REFINES_CLAIM	`(:Claim) ➜ (:Claim)`	A claim provides more specific details (e.g., date, location, numbers) for another claim on the same topic.
AMBIGUOUS_WITH	`(:Sentence) ➜ (:Sentence)`	Used if claim extraction flags a sentence as having multiple unresolved interpretations; links these interpretations for potential review.
RELATED_TO	`(:Concept) ➜ (:Concept)`	A general relationship indicating two concepts are related, often discovered through graph analysis or LLM suggestions for cross-linking.

C. Edge Creation Rules & Confidence Weighting

Guard-rails for Evidential Links:
- A SUPPORTS_CONCEPT or CONTRADICTS_CONCEPT edge is created only if the source (:Claim) has high quality scores across all three metrics: entailed_score ≥ 0.9, coverage_score ≥ 0.8, and decontextualization_score ≥ 0.8 (or similar high thresholds).
- If these quality standards are not met, but a relation still exists, the system downgrades the link to MENTIONS_CONCEPT.
Confidence Weighting:
- Edges like SUPPORTS_CONCEPT and CONTRADICTS_CONCEPT store the original claim's quality scores (entailed_score, coverage_score, decontextualization_score) along with the LLM-assigned strength of the relationship. This allows graph queries to weight evidence and rank claims based on their overall quality.
Quality-Based Filtering:
- Claims that fail to meet minimum quality thresholds are not promoted to the user-facing knowledge base, though they may be retained internally for debugging. This ensures that only well-founded, decontextualized claims with adequate coverage contribute to the structured knowledge graph and Obsidian vault.

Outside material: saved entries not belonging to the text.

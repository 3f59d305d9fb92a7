//! Google Sheets (API v4) backend over `ureq`.
//!
//! Only the calls the engine needs are used:
//!
//! | operation     | request                                               |
//! |---------------|-------------------------------------------------------|
//! | `read_all`    | `GET  values/{'ws'!A:G}?majorDimension=ROWS`          |
//! | `write_range` | `PUT  values/{'ws'!A2:G9}?valueInputOption=RAW`       |
//! | `insert_rows` | `POST {id}:batchUpdate` with `insertDimension`        |
//! | `clear`       | `POST values/{'ws'}:clear`                            |
//!
//! Authentication is a pre-issued OAuth bearer token taken from
//! `GOOGLE_ACCESS_TOKEN`; obtaining one is out of scope.

use std::sync::LazyLock;
use std::time::Duration;

use serde::Deserialize;
use serde_json::{json, Value};
use url::Url;

use internsync_core::config::{ENV_ACCESS_TOKEN, ENV_SPREADSHEET_LINK};
use internsync_core::{Config, ConfigError, RowIndex, COLUMN_COUNT};
use internsync_sync::{SheetBackend, SheetError};

pub const API_BASE: &str = "https://sheets.googleapis.com/v4/spreadsheets/";

static API_BASE_URL: LazyLock<Url> =
    LazyLock::new(|| Url::parse(API_BASE).expect("valid API base"));

const REQUEST_TIMEOUT: Duration = Duration::from_secs(60);

// ---------------------------------------------------------------------------
// Spreadsheet links and A1 ranges
// ---------------------------------------------------------------------------

/// A spreadsheet as identified by its browser URL.
#[derive(Debug, Clone, PartialEq, Eq)]
pub struct SpreadsheetRef {
    pub id: String,
    /// Numeric worksheet id from `#gid=N`, if the link carried one.
    pub gid: Option<u64>,
}

/// Parse `https://docs.google.com/spreadsheets/d/<ID>/edit#gid=<N>`.
pub fn parse_spreadsheet_link(link: &str) -> Result<SpreadsheetRef, ConfigError> {
    let invalid = |message: &str| ConfigError::Invalid {
        setting: ENV_SPREADSHEET_LINK,
        message: format!("{message}: {link}"),
    };
    let url = Url::parse(link.trim()).map_err(|_| invalid("not a URL"))?;

    let segments = url
        .path_segments()
        .ok_or_else(|| invalid("not a spreadsheet URL"))?;
    let id = segments
        .skip_while(|segment| *segment != "d")
        .nth(1)
        .filter(|id| !id.is_empty())
        .ok_or_else(|| invalid("no /d/<id> segment"))?
        .to_string();

    let gid = url
        .fragment()
        .into_iter()
        .flat_map(|fragment| fragment.split('&'))
        .chain(url.query().into_iter().flat_map(|query| query.split('&')))
        .find_map(|pair| pair.strip_prefix("gid="))
        .and_then(|gid| gid.parse().ok());

    Ok(SpreadsheetRef { id, gid })
}

/// Letter of the last managed column (`G`).
fn last_column() -> char {
    (b'A' + (COLUMN_COUNT - 1) as u8) as char
}

/// Worksheet title as used in A1 notation, quoted when needed.
pub fn quote_sheet_name(worksheet: &str) -> String {
    let plain = !worksheet.is_empty()
        && worksheet
            .chars()
            .all(|c| c.is_ascii_alphanumeric() || c == '_');
    if plain {
        worksheet.to_string()
    } else {
        format!("'{}'", worksheet.replace('\'', "''"))
    }
}

/// `'ws'!A{start}:G{end}` covering `rows` rows from `start`.
pub fn row_range(worksheet: &str, start: RowIndex, rows: usize) -> String {
    let end = start.shifted(rows.max(1) - 1);
    format!(
        "{}!A{start}:{}{end}",
        quote_sheet_name(worksheet),
        last_column()
    )
}

/// `'ws'!A:G`
pub fn columns_range(worksheet: &str) -> String {
    format!("{}!A:{}", quote_sheet_name(worksheet), last_column())
}

// ---------------------------------------------------------------------------
// Backend
// ---------------------------------------------------------------------------

#[derive(Debug, Deserialize)]
struct ValueRange {
    #[serde(default)]
    values: Vec<Vec<Value>>,
}

#[derive(Debug, Deserialize)]
struct SpreadsheetMeta {
    #[serde(default)]
    sheets: Vec<SheetMeta>,
}

#[derive(Debug, Deserialize)]
struct SheetMeta {
    properties: SheetProperties,
}

#[derive(Debug, Deserialize)]
#[serde(rename_all = "camelCase")]
struct SheetProperties {
    sheet_id: u64,
    title: String,
}

#[derive(Debug, Deserialize)]
struct ApiErrorBody {
    error: ApiError,
}

#[derive(Debug, Deserialize)]
struct ApiError {
    message: String,
}

/// One worksheet of a Google spreadsheet.
#[derive(Debug, Clone)]
pub struct GoogleSheets {
    agent: ureq::Agent,
    base: Url,
    spreadsheet: SpreadsheetRef,
    worksheet: String,
    token: String,
    sheet_id: Option<u64>,
}

impl GoogleSheets {
    pub fn new(
        spreadsheet: SpreadsheetRef,
        worksheet: impl Into<String>,
        token: impl Into<String>,
    ) -> Self {
        Self {
            agent: crate::source::agent(REQUEST_TIMEOUT),
            base: API_BASE_URL.clone(),
            spreadsheet,
            worksheet: worksheet.into(),
            token: token.into(),
            sheet_id: None,
        }
    }

    /// Build from the `sheet:` config section and `GOOGLE_ACCESS_TOKEN`.
    pub fn from_config(config: &Config) -> Result<Self, ConfigError> {
        let link = config
            .sheet
            .spreadsheet_link
            .as_deref()
            .ok_or(ConfigError::Missing {
                setting: ENV_SPREADSHEET_LINK,
                hint: "set sheet.spreadsheet_link in config.yaml or the environment",
            })?;
        let token = std::env::var(ENV_ACCESS_TOKEN)
            .ok()
            .filter(|t| !t.trim().is_empty())
            .ok_or(ConfigError::Missing {
                setting: ENV_ACCESS_TOKEN,
                hint: "export an OAuth access token with the spreadsheets scope",
            })?;
        Ok(Self::new(
            parse_spreadsheet_link(link)?,
            config.sheet.worksheet.clone(),
            token,
        ))
    }

    /// Point at a different API root (tests).
    pub fn with_base(mut self, base: Url) -> Self {
        self.base = base;
        self
    }

    fn endpoint(&self, tail: &[&str]) -> Result<Url, SheetError> {
        let mut url = self.base.clone();
        url.path_segments_mut()
            .map_err(|_| SheetError::Malformed(format!("bad API base {}", self.base)))?
            .pop_if_empty()
            .extend(tail);
        Ok(url)
    }

    fn values_endpoint(&self, range: &str) -> Result<Url, SheetError> {
        self.endpoint(&[self.spreadsheet.id.as_str(), "values", range])
    }

    fn send(
        &self,
        request: ureq::Request,
        body: Option<Value>,
    ) -> Result<ureq::Response, SheetError> {
        let request = request.set("Authorization", &format!("Bearer {}", self.token));
        let result = match body {
            Some(body) => request.send_json(body),
            None => request.call(),
        };
        result.map_err(map_error)
    }

    /// The numeric id of the worksheet titled `self.worksheet`.
    ///
    /// Looked up once from the spreadsheet metadata. A `#gid=N` in the link
    /// must name the same worksheet, otherwise this is a layout error.
    fn sheet_id(&mut self) -> Result<u64, SheetError> {
        if let Some(id) = self.sheet_id {
            return Ok(id);
        }
        let mut url = self.endpoint(&[self.spreadsheet.id.as_str()])?;
        url.query_pairs_mut()
            .append_pair("fields", "sheets.properties(sheetId,title)");
        let meta: SpreadsheetMeta = self
            .send(self.agent.get(url.as_str()), None)?
            .into_json()
            .map_err(|e| SheetError::Malformed(e.to_string()))?;
        let id = meta
            .sheets
            .iter()
            .find(|sheet| sheet.properties.title == self.worksheet)
            .map(|sheet| sheet.properties.sheet_id)
            .ok_or_else(|| {
                SheetError::Layout(format!("no worksheet titled '{}'", self.worksheet))
            })?;
        if let Some(gid) = self.spreadsheet.gid.filter(|gid| *gid != id) {
            let linked = meta
                .sheets
                .iter()
                .find(|sheet| sheet.properties.sheet_id == gid)
                .map(|sheet| format!("'{}'", sheet.properties.title))
                .unwrap_or_else(|| "an unknown worksheet".to_string());
            return Err(SheetError::Layout(format!(
                "spreadsheet link points at gid={gid} ({linked}) but the configured \
                 worksheet is '{}' (sheetId {id}); fix sheet.worksheet or the link",
                self.worksheet
            )));
        }
        tracing::debug!("worksheet '{}' has sheetId {id}", self.worksheet);
        self.sheet_id = Some(id);
        Ok(id)
    }
}

fn map_error(err: ureq::Error) -> SheetError {
    match err {
        ureq::Error::Status(status, response) => {
            let body = response.into_string().unwrap_or_default();
            let message = serde_json::from_str::<ApiErrorBody>(&body)
                .map(|b| b.error.message)
                .unwrap_or(body);
            SheetError::Rejected { status, message }
        }
        ureq::Error::Transport(transport) => SheetError::Unreachable(transport.to_string()),
    }
}

fn cell_text(value: Value) -> String {
    match value {
        Value::String(s) => s,
        Value::Null => String::new(),
        other => other.to_string(),
    }
}

impl SheetBackend for GoogleSheets {
    fn read_all(&mut self) -> Result<Vec<Vec<String>>, SheetError> {
        let mut url = self.values_endpoint(&columns_range(&self.worksheet))?;
        url.query_pairs_mut().append_pair("majorDimension", "ROWS");
        let range: ValueRange = self
            .send(self.agent.get(url.as_str()), None)?
            .into_json()
            .map_err(|e| SheetError::Malformed(e.to_string()))?;
        Ok(range
            .values
            .into_iter()
            .map(|row| row.into_iter().map(cell_text).collect())
            .collect())
    }

    fn write_range(&mut self, start: RowIndex, rows: &[Vec<String>]) -> Result<(), SheetError> {
        if rows.is_empty() {
            return Ok(());
        }
        let range = row_range(&self.worksheet, start, rows.len());
        let mut url = self.values_endpoint(&range)?;
        url.query_pairs_mut().append_pair("valueInputOption", "RAW");
        let body = json!({ "range": range, "majorDimension": "ROWS", "values": rows });
        self.send(self.agent.put(url.as_str()), Some(body))?;
        Ok(())
    }

    fn insert_rows(&mut self, at: RowIndex, count: usize) -> Result<(), SheetError> {
        if count == 0 {
            return Ok(());
        }
        let sheet_id = self.sheet_id()?;
        let start = at.0.saturating_sub(1);
        let target = format!("{}:batchUpdate", self.spreadsheet.id);
        let url = self.endpoint(&[target.as_str()])?;
        let body = json!({
            "requests": [{
                "insertDimension": {
                    "range": {
                        "sheetId": sheet_id,
                        "dimension": "ROWS",
                        "startIndex": start,
                        "endIndex": start + count,
                    },
                    "inheritFromBefore": false,
                }
            }]
        });
        self.send(self.agent.post(url.as_str()), Some(body))?;
        Ok(())
    }

    fn clear(&mut self) -> Result<(), SheetError> {
        let range = format!("{}:clear", quote_sheet_name(&self.worksheet));
        let url = self.values_endpoint(&range)?;
        self.send(self.agent.post(url.as_str()), Some(json!({})))?;
        Ok(())
    }
}
//! Dry-run preview support for `internsync diff`.

use similar::TextDiff;

use internsync_core::{Field, InsertPolicy, Posting, RowIndex};

use crate::plan::ChangePlan;

/// One row the plan would touch, addressed as it will be after applying.
#[derive(Debug, Clone, PartialEq, Eq)]
pub enum RowChange {
    Added {
        row: RowIndex,
        posting: Posting,
    },
    Updated {
        row: RowIndex,
        /// Unified diff of `Field: value` lines, stored vs planned.
        unified_diff: String,
    },
}

impl RowChange {
    pub fn row(&self) -> RowIndex {
        match self {
            RowChange::Added { row, .. } | RowChange::Updated { row, .. } => *row,
        }
    }
}

/// Every row change in `plan`, inserts first.
pub fn preview(plan: &ChangePlan, policy: InsertPolicy) -> Vec<RowChange> {
    let added = plan
        .inserts
        .iter()
        .enumerate()
        .map(|(i, posting)| RowChange::Added {
            row: plan.insert_row(i, policy),
            posting: posting.clone(),
        });

    let updated = plan.updates.iter().map(|update| {
        let old = render(&update.previous);
        let new = render(&update.posting);
        let row = plan.update_row(update.row, policy);
        let unified_diff = TextDiff::from_lines(&old, &new)
            .unified_diff()
            .header(&format!("a/row {}", update.row), &format!("b/row {row}"))
            .context_radius(Field::ALL.len())
            .to_string();
        RowChange::Updated { row, unified_diff }
    });

    added.chain(updated).collect()
}

fn render(posting: &Posting) -> String {
    Field::ALL
        .iter()
        .map(|field| format!("{}: {}\n", field.label(), posting.get(*field)))
        .collect()
}

#[cfg(test)]
mod tests {
    use super::*;
    use crate::plan::{PlanMode, RowUpdate};

    #[test]
    fn update_diff_shows_only_changed_field_as_edit() {
        let previous = Posting::new("Acme", "Engineer Intern", "Remote", "http://x", "Jun 2026")
            .with_annotations("Jane", "");
        let mut posting = previous.clone();
        posting.date_posted = "Jul 2026".to_string();
        let plan = ChangePlan {
            mode: PlanMode::Incremental,
            inserts: vec![Posting::new("Globex", "Intern", "NYC", "http://g", "Jul 2026")],
            updates: vec![RowUpdate {
                row: RowIndex(2),
                previous,
                posting,
            }],
            unchanged: 0,
            duplicates: 0,
            last_row: RowIndex(2),
        };

        let changes = preview(&plan, InsertPolicy::Top);
        assert_eq!(changes.len(), 2);
        assert_eq!(changes[0].row(), RowIndex(2));
        assert_eq!(changes[1].row(), RowIndex(3));

        let RowChange::Updated { unified_diff, .. } = &changes[1] else {
            panic!("expected update");
        };
        assert!(unified_diff.contains("-Date Posted: Jun 2026"), "{unified_diff}");
        assert!(unified_diff.contains("+Date Posted: Jul 2026"), "{unified_diff}");
        assert!(unified_diff.contains(" Recruiters: Jane"), "{unified_diff}");
        assert!(unified_diff.contains("--- a/row 2"), "{unified_diff}");
        assert!(unified_diff.contains("+++ b/row 3"), "{unified_diff}");
    }

    #[test]
    fn append_policy_places_inserts_after_last_row() {
        let plan = ChangePlan {
            mode: PlanMode::Incremental,
            inserts: vec![Posting::new("A", "r", "l", "k", "d")],
            updates: vec![],
            unchanged: 4,
            duplicates: 0,
            last_row: RowIndex(5),
        };
        assert_eq!(preview(&plan, InsertPolicy::Append)[0].row(), RowIndex(6));
    }
}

This explicit schema for claims and relationships ensures that the "well-founded" nature of information is not a subjective label but a set of machine-verifiable metadata, making aclarai's knowledge graph more robust, auditable, and easier for downstream AI agents or human users to trust and consume.

V. Obsidian Integration Philosophy

aclarai is designed to be a seamless extension of your Obsidian workflow:

All connections between Tiers (1 to 2, 2 to 3, 3 to 3, 3 to 2) are explicitly created as standard [wikilinks](/robbiemu/aclarai/wiki/wikilinks) in your Markdown files.
The internal Knowledge Graph acts as the intelligent "backend" that understands and manages these relationships, while Obsidian provides the intuitive, user-facing navigation and visualization.
aclarai does not impose its own query interface; it empowers you to use Obsidian's native search, linking, and graph view to explore your newly organized knowledge base.